The thermo-mechanical performance of the telescope assembly is going to be experimentally verified by TNO (Delft, The Netherlands) starting from the second half of 2012. For the purpose of these experiments a complex verification setup is designed and realized, which comprises of a dedicated Thermal Vacuum Chamber (TVC) equipped with three displacement interferometers. These interferometers monitor length changes directly between the TA-structure mirrors, providing mirror relative displacement and tilt information, while the TA-structure is exposed to a thermal cycle. The test programme includes Telescope Assembly CTE measurements and thermal gradient characterization.

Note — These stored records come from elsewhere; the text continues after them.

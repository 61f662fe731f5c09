//! The endpoint: lifecycle, remote configuration, transfer paths.

use std::{
    net::{Ipv4Addr, SocketAddr, SocketAddrV4, UdpSocket},
    sync::{Mutex, MutexGuard, PoisonError},
    time::Duration,
};

use netgram_core::{
    config::EndpointConfig,
    constants::LOOPBACK_ADDRESS,
    error::{is_timeout, ErrorKind, Failure, Result},
    transport::Transport,
    RawHandle,
};
use socket2::{Domain, Protocol, Socket, Type};
use tracing::{debug, trace, warn};

use crate::{os::OsSocket, startup};

/// A bound UDP endpoint usable from any number of threads.
///
/// Every operation is a blocking call on the calling thread. Three
/// independent locks serialize the endpoint: the general lock guarding the
/// configured remote, a send gate, and a receive gate, so sends and
/// receives proceed fully concurrently while each path admits one caller at
/// a time.
///
/// Dropping the endpoint releases the socket handle exactly once. Because
/// every operation borrows the endpoint, no send or receive can still be in
/// flight when it drops.
pub struct UdpEndpoint {
    transport: OsSocket,
    /// General lock and remote-configuration record in one: once set, the
    /// remote stays set for the endpoint's lifetime.
    remote: Mutex<Option<SocketAddrV4>>,
    send_gate: Mutex<()>,
    recv_gate: Mutex<()>,
    default_recv_capacity: u16,
}

impl std::fmt::Debug for UdpEndpoint {
    fn fmt(&self, f: &mut std::fmt::Formatter<'_>) -> std::fmt::Result {
        f.debug_struct("UdpEndpoint")
            .field("local_addr", &self.transport.local_addr().ok())
            .field("remote", &*lock(&self.remote))
            .finish()
    }
}

/// Recovers the guard from a poisoned lock. The guarded state is a plain
/// value snapshot, still consistent if another thread panicked mid-call.
fn lock<T>(mutex: &Mutex<T>) -> MutexGuard<'_, T> {
    mutex.lock().unwrap_or_else(PoisonError::into_inner)
}

fn parse_peer(address: &str, port: u16) -> Option<SocketAddrV4> {
    address.parse().ok().map(|ip| SocketAddrV4::new(ip, port))
}

/// Applies construction-time socket options before binding.
fn apply_socket_options(socket: &Socket, config: &EndpointConfig) -> std::io::Result<()> {
    if config.reuse_address {
        socket.set_reuse_address(true)?;
    }
    if config.broadcast {
        socket.set_broadcast(true)?;
    }
    if let Some(size) = config.recv_buffer_size {
        socket.set_recv_buffer_size(size)?;
    }
    if let Some(size) = config.send_buffer_size {
        socket.set_send_buffer_size(size)?;
    }
    if let Some(ttl) = config.ttl {
        socket.set_ttl(ttl)?;
    }
    Ok(())
}

impl UdpEndpoint {
    /// Binds an endpoint to `port` on the given local IPv4 address with
    /// default configuration.
    ///
    /// An empty `address` binds the wildcard address; port 0 asks the
    /// operating system for an ephemeral port. Fails with
    /// [`ErrorKind::InitializationError`] when the address does not parse,
    /// the socket cannot be created or configured, or the bind fails.
    pub fn bind(port: u16, address: &str) -> Result<Self> {
        Self::bind_with_config(port, address, EndpointConfig::default())
    }

    /// Binds an endpoint to an ephemeral port on the wildcard address.
    pub fn bind_any() -> Result<Self> {
        Self::bind(0, "")
    }

    /// Binds an endpoint with explicit construction-time socket options.
    pub fn bind_with_config(port: u16, address: &str, config: EndpointConfig) -> Result<Self> {
        startup::ensure_started();

        let ip = if address.is_empty() {
            Ipv4Addr::UNSPECIFIED
        } else {
            address.parse().map_err(|_| {
                ErrorKind::InitializationError(Failure::stage("parse local address"))
            })?
        };
        let local = SocketAddrV4::new(ip, port);

        let socket = Socket::new(Domain::IPV4, Type::DGRAM, Some(Protocol::UDP))
            .map_err(|err| ErrorKind::InitializationError(Failure::os("create socket", &err)))?;
        apply_socket_options(&socket, &config).map_err(|err| {
            ErrorKind::InitializationError(Failure::os("set socket options", &err))
        })?;
        // Baseline: block indefinitely until a timeout is configured.
        socket.set_read_timeout(None).map_err(|err| {
            ErrorKind::InitializationError(Failure::os("set receive timeout", &err))
        })?;
        socket
            .bind(&socket2::SockAddr::from(local))
            .map_err(|err| ErrorKind::InitializationError(Failure::os("bind", &err)))?;

        let socket: UdpSocket = socket.into();
        if let Ok(bound) = socket.local_addr() {
            debug!("endpoint bound to {}", bound);
        }

        Ok(Self {
            transport: OsSocket::new(socket),
            remote: Mutex::new(None),
            send_gate: Mutex::new(()),
            recv_gate: Mutex::new(()),
            default_recv_capacity: config.default_recv_capacity,
        })
    }

    /// Stores the default destination used by [`send`](Self::send).
    ///
    /// Fails with [`ErrorKind::ConfigurationError`] when `address` does not
    /// parse as an IPv4 address. Once set, the remote stays set until the
    /// endpoint is dropped; senders always observe a complete
    /// (address, port) pair.
    pub fn configure_remote(&self, port: u16, address: &str) -> Result<()> {
        let peer = parse_peer(address, port).ok_or_else(|| {
            ErrorKind::ConfigurationError(Failure::stage("parse remote address"))
        })?;
        *lock(&self.remote) = Some(peer);
        Ok(())
    }

    /// Stores the loopback address and `port` as the default destination.
    pub fn configure_remote_loopback(&self, port: u16) -> Result<()> {
        self.configure_remote(port, LOOPBACK_ADDRESS)
    }

    /// Sets how long a receive blocks before returning empty; 0 blocks
    /// indefinitely.
    ///
    /// Fails with [`ErrorKind::ConfigurationError`] when the platform
    /// refuses the option.
    pub fn set_receive_timeout(&self, milliseconds: u32) -> Result<()> {
        let timeout = if milliseconds == 0 {
            None
        } else {
            Some(Duration::from_millis(u64::from(milliseconds)))
        };
        self.transport.set_read_timeout(timeout).map_err(|err| {
            ErrorKind::ConfigurationError(Failure::os("set receive timeout", &err))
        })
    }

    /// Receives one datagram into a fresh buffer of the default capacity.
    ///
    /// Returns an empty vector when the receive timeout elapses first; that
    /// is not an error. Any other failure is
    /// [`ErrorKind::ReceiveError`] carrying the platform code. A datagram
    /// larger than the capacity is truncated by the transport; truncation is
    /// not detected or reported.
    pub fn recv(&self) -> Result<Vec<u8>> {
        self.recv_sized(self.default_recv_capacity)
    }

    /// Receives one datagram into a fresh buffer of at most `max_bytes`.
    pub fn recv_sized(&self, max_bytes: u16) -> Result<Vec<u8>> {
        self.recv_sized_with_flags(max_bytes, 0)
    }

    /// [`recv_sized`](Self::recv_sized) with platform `MSG_*` receive flags.
    pub fn recv_sized_with_flags(&self, max_bytes: u16, flags: i32) -> Result<Vec<u8>> {
        let _gate = lock(&self.recv_gate);

        let mut buffer = vec![0u8; usize::from(max_bytes)];
        match self.transport.receive_one(&mut buffer, flags) {
            Ok(received) => {
                buffer.truncate(received);
                Ok(buffer)
            }
            Err(err) if is_timeout(&err) => {
                trace!("receive timed out");
                Ok(Vec::new())
            }
            Err(err) => {
                warn!("error receiving datagram: {}", err);
                Err(ErrorKind::ReceiveError(Failure::os("receive", &err)))
            }
        }
    }

    /// Receives one datagram into a caller-supplied buffer, returning the
    /// byte count; 0 when the receive timeout elapses first.
    pub fn recv_into(&self, buffer: &mut [u8]) -> Result<usize> {
        self.recv_into_with_flags(buffer, 0)
    }

    /// [`recv_into`](Self::recv_into) with platform `MSG_*` receive flags.
    pub fn recv_into_with_flags(&self, buffer: &mut [u8], flags: i32) -> Result<usize> {
        let _gate = lock(&self.recv_gate);

        match self.transport.receive_one(buffer, flags) {
            Ok(received) => Ok(received),
            Err(err) if is_timeout(&err) => {
                trace!("receive timed out");
                Ok(0)
            }
            Err(err) => {
                warn!("error receiving datagram: {}", err);
                Err(ErrorKind::ReceiveError(Failure::os("receive", &err)))
            }
        }
    }

    /// Sends one datagram to the configured remote, returning the bytes
    /// accepted by the transport.
    ///
    /// Fails with [`ErrorKind::SendError`] when no remote has been
    /// configured or the transmission fails.
    pub fn send(&self, buffer: &[u8]) -> Result<usize> {
        self.send_with_flags(buffer, 0)
    }

    /// [`send`](Self::send) with platform `MSG_*` send flags.
    pub fn send_with_flags(&self, buffer: &[u8], flags: i32) -> Result<usize> {
        // Lock order: general lock first, then the send gate. The remote
        // snapshot is held for the whole transmission so a concurrent
        // reconfiguration cannot interleave with it.
        let remote = lock(&self.remote);
        let _gate = lock(&self.send_gate);

        let peer = (*remote).ok_or_else(|| {
            ErrorKind::SendError(Failure::stage("remote not configured"))
        })?;
        self.transmit(buffer, SocketAddr::V4(peer), flags)
    }

    /// Sends one datagram to an explicit destination, returning the bytes
    /// accepted by the transport.
    ///
    /// Does not read the configured remote, so it never contends with
    /// [`configure_remote`](Self::configure_remote). Fails with
    /// [`ErrorKind::SendError`] when `address` does not parse or the
    /// transmission fails.
    pub fn send_to(&self, buffer: &[u8], port: u16, address: &str) -> Result<usize> {
        self.send_to_with_flags(buffer, port, address, 0)
    }

    /// [`send_to`](Self::send_to) with platform `MSG_*` send flags.
    pub fn send_to_with_flags(
        &self,
        buffer: &[u8],
        port: u16,
        address: &str,
        flags: i32,
    ) -> Result<usize> {
        let peer = parse_peer(address, port).ok_or_else(|| {
            ErrorKind::SendError(Failure::stage("parse destination address"))
        })?;

        let _gate = lock(&self.send_gate);
        self.transmit(buffer, SocketAddr::V4(peer), flags)
    }

    /// Returns the local address the endpoint is bound to.
    pub fn local_addr(&self) -> Result<SocketAddr> {
        self.transport.local_addr().map_err(|err| {
            ErrorKind::ConfigurationError(Failure::os("query local address", &err))
        })
    }

    /// Returns the raw platform socket handle for low-level configuration
    /// not otherwise exposed.
    pub fn raw_handle(&self) -> RawHandle {
        self.transport.raw_handle()
    }

    fn transmit(&self, buffer: &[u8], peer: SocketAddr, flags: i32) -> Result<usize> {
        self.transport.send_one(buffer, peer, flags).map_err(|err| {
            warn!("error sending datagram to {}: {}", peer, err);
            ErrorKind::SendError(Failure::os("transmit", &err))
        })
    }
}

#[cfg(test)]
mod tests {
    use super::*;

    #[test]
    fn bind_any_assigns_an_ephemeral_port() {
        let endpoint = UdpEndpoint::bind_any().unwrap();
        assert_ne!(endpoint.local_addr().unwrap().port(), 0);
    }

    #[test]
    fn bind_rejects_unparsable_address() {
        let err = UdpEndpoint::bind(0, "not an address").unwrap_err();
        assert!(matches!(err, ErrorKind::InitializationError(_)));
        assert_eq!(err.failure().stage_name(), "parse local address");
    }

    #[test]
    fn configure_remote_rejects_unparsable_address() {
        let endpoint = UdpEndpoint::bind_any().unwrap();
        let err = endpoint.configure_remote(9000, "256.0.0.1").unwrap_err();
        assert!(matches!(err, ErrorKind::ConfigurationError(_)));
    }

    #[test]
    fn send_to_rejects_unparsable_address() {
        let endpoint = UdpEndpoint::bind_any().unwrap();
        let err = endpoint.send_to(b"data", 9000, "nowhere").unwrap_err();
        assert!(matches!(err, ErrorKind::SendError(_)));
        assert_eq!(err.failure().stage_name(), "parse destination address");
    }

    #[test]
    fn send_without_remote_fails() {
        let endpoint = UdpEndpoint::bind_any().unwrap();
        let err = endpoint.send(b"data").unwrap_err();
        assert!(matches!(err, ErrorKind::SendError(_)));
        assert_eq!(err.failure().stage_name(), "remote not configured");
    }

    #[test]
    fn failed_send_leaves_the_endpoint_usable() {
        let receiver = UdpEndpoint::bind_any().unwrap();
        receiver.set_receive_timeout(5000).unwrap();
        let port = receiver.local_addr().unwrap().port();

        let sender = UdpEndpoint::bind_any().unwrap();
        assert!(sender.send(b"no remote yet").is_err());

        sender.configure_remote_loopback(port).unwrap();
        assert_eq!(sender.send(b"after failure").unwrap(), 13);
        assert_eq!(receiver.recv().unwrap(), b"after failure");
    }

    #[cfg(unix)]
    #[test]
    fn raw_handle_is_a_live_descriptor() {
        let endpoint = UdpEndpoint::bind_any().unwrap();
        assert!(endpoint.raw_handle() >= 0);
    }
}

This paper addresses challenges faced in the TA-structure design phase, and shows the resulting hardware. Furthermore the realized test facility design and operation are explained. The paper is concluded by the first measurement results.

II.

TELESCOPE ASSEMBLY STRUCTURE

The TA-structure is designed by Astrium Gmbh, based on components delivered by project partners. Carbon Fibre Reinforced Plastic (CFRP) and metal parts are realized by Xperion and the zerodur mirror blanks by Schott. TNO has grinded and polished the test mirrors to their final shape and provided them with the required coatings. To simulate the interface to the LISA Optical bench a high stability Invar structure is designed and realized. In figures 1 and 2 the TA-structure and the test mirrors are shown during the integration at Astrium.

Fig. 1.

Telescope Assembly structure at Astrium under the coordinate measurement machine.

Fig. 2.

Primary test mirror after gluing of inserts.

Fig. 3.

Secondary test mirror.

TABLE I.

TELESCOPE ASSEMBLY STRUCTURE DESIGN PROPERTIES AND PREDICTED DEFORMATIONS DUE TO DIFFERENT LOAD CASES

Core element of the TA-structure is the CFRP, which is light yet stiff and can be designed to the required CTE. By carefully analyzing all predicted load cases, the structure is designed to yield a very small (<10^-71/K) CTE around operational temperatures (-45ºC to -90ºC) and low deformation during the cooldown. Design choices are supported by material experiments and extensive FEM analyses [2][3]. The table above summarizes the main results obtained from the finite element predictions at the end of the detailed design phase of the truss design concept.

III.

THERMAL VACUUMCHAMBER

A significant part of the studies is addressed to the characterization and demonstration of the TA-structure thermal behavior. A newly developed Thermal Vacuum Chamber is designed to offer a combination of high thermal stability (<<0.1K/hr) and uniformity (<1K) as well as fast thermal adjustment. In the TVC design more stringent thermal stabilities are anticipated to allow future use for direct demonstration of pm-stabilities. In figures 4 and 5 the TVC design and realized setup are shown.

Fig. 4.

Schematic representation of the Thermal Vacuum Facility at TNO

Fig. 5.

Realized Thermal Vacuum Chamber setup.

Two separate thermal zones are created in the TVC, a warm vacuum and the thermal vacuum. The warm vacuum contains the support frame (green) and the interferometer breadboard (orange) and is maintained at a temperature slightly above ambient. This way the metrology performance and stability can be guaranteed the best. By thermally insulating the interferometer (IFM) breadboard from the surrounding support frame using MLI-blankets, predicted temperate variations at this location are significantly smaller than 0.1K.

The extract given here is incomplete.